Picks and Pans Review: New Hope for the Wretched

UPDATED 01/26/1981 at 01:00 AM EST Originally published 01/26/1981 at 01:00 AM EST

The Plasmatics

The album title could well refer to the punk band itself, but as the stand-up comics say, the joke grows on you. Transcending the normal bounds of wretchedness, the Plasmatics reach a new plateau of raging infantilism and epic depravity. In other words, they're so excessively bad they're sort of terrific. A self-proclaimed veteran of the Times Square live-sex circuit, lead singer Wendy Orlean Williams writhes, carves up guitars with a chain-saw and decimates TV sets with a sledgehammer during Plasmatics concerts. Her singing sounds like an echo of these activities. Then there's lead guitarist Richie Stotts, who, with his blue-dyed Mohican hedgerow and 6'5" frame, would be an imposing spectacle even if he didn't wear blue tights, a ballet dancer's tutu and red lipstick.

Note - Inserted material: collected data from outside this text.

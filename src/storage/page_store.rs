//! Page store abstraction.
//!
//! The buffer pool only needs a component that can read and write a
//! fixed-size page by numeric identifier. How the bytes are made durable is
//! the store's business. Two stores ship with the crate:
//! - [`MemoryPageStore`] - a shared in-memory map, used by tests and demos
//! - [`DiskManager`](super::DiskManager) - one file of consecutive pages

use std::collections::HashMap;
use std::sync::Arc;

use parking_lot::RwLock;

use crate::common::{PageId, Result};
use crate::storage::page::Page;

/// Durable mapping from page identifier to a 4KB block.
///
/// Stores are driven by a single thread (the disk scheduler's worker), so
/// methods take `&mut self` and implementations need no internal locking.
pub trait PageStore: Send {
    /// Fill `page` with the stored bytes for `page_id`.
    ///
    /// A page that was never written reads back as all zeros.
    fn read_page(&mut self, page_id: PageId, page: &mut Page) -> Result<()>;

    /// Persist `page` as the content of `page_id`, replacing prior content.
    fn write_page(&mut self, page_id: PageId, page: &Page) -> Result<()>;

    /// One past the highest page identifier that holds data.
    ///
    /// A fresh buffer pool starts issuing identifiers here, so pages left by
    /// an earlier pool stay addressable.
    fn page_count(&self) -> u32;
}

impl<S: PageStore + ?Sized> PageStore for Box<S> {
    fn read_page(&mut self, page_id: PageId, page: &mut Page) -> Result<()> {
        (**self).read_page(page_id, page)
    }

    fn write_page(&mut self, page_id: PageId, page: &Page) -> Result<()> {
        (**self).write_page(page_id, page)
    }

    fn page_count(&self) -> u32 {
        (**self).page_count()
    }
}

/// In-memory page store.
///
/// Cloning yields another handle to the same pages, so a test can give one
/// handle to the buffer pool and keep another to inspect what was written.
///
/// # Example
/// ```
/// use pagepool::storage::{MemoryPageStore, PageStore};
/// use pagepool::{Page, PageId};
///
/// let mut store = MemoryPageStore::new();
/// let inspector = store.clone();
///
/// let mut page = Page::new();
/// page.as_mut_slice()[0] = 7;
/// store.write_page(PageId::new(3), &page).unwrap();
///
/// assert_eq!(inspector.page_bytes(PageId::new(3)).unwrap()[0], 7);
/// assert_eq!(inspector.page_count(), 4);
/// ```
#[derive(Clone, Default)]
pub struct MemoryPageStore {
    pages: Arc<RwLock<HashMap<PageId, Box<Page>>>>,
}

impl MemoryPageStore {
    pub fn new() -> Self {
        Self::default()
    }

    /// Copy of the stored bytes for `page_id`, if it was ever written.
    pub fn page_bytes(&self, page_id: PageId) -> Option<Vec<u8>> {
        self.pages
            .read()
            .get(&page_id)
            .map(|page| page.as_slice().to_vec())
    }

    /// Number of distinct pages written so far.
    pub fn written_pages(&self) -> usize {
        self.pages.read().len()
    }
}

impl PageStore for MemoryPageStore {
    fn read_page(&mut self, page_id: PageId, page: &mut Page) -> Result<()> {
        match self.pages.read().get(&page_id) {
            Some(stored) => page.copy_from(stored),
            None => page.reset(),
        }
        Ok(())
    }

    fn write_page(&mut self, page_id: PageId, page: &Page) -> Result<()> {
        self.pages.write().insert(page_id, page.to_boxed());
        Ok(())
    }

    fn page_count(&self) -> u32 {
        self.pages
            .read()
            .keys()
            .map(|pid| pid.0.saturating_add(1))
            .max()
            .unwrap_or(0)
    }
}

Small wonder that their Yale alumnus manager, Rod Swenson, categorizes the act as "conceptual art." Is making an album irrelevant for a group that purposely crashed a speeding Cadillac into its stage equipment on a pier in New York last fall (Williams leaped out at the last second) and then blew up the whole mess with explosives? Not necessarily. Ids of this magnitude spill over onto vinyl with a redolence that will appeal to some. Modeled after the Ramones, the Plasmatics make music that is crude, loud, urgent and perversely danceable. They're the amphetamine hit the fading punk movement needs.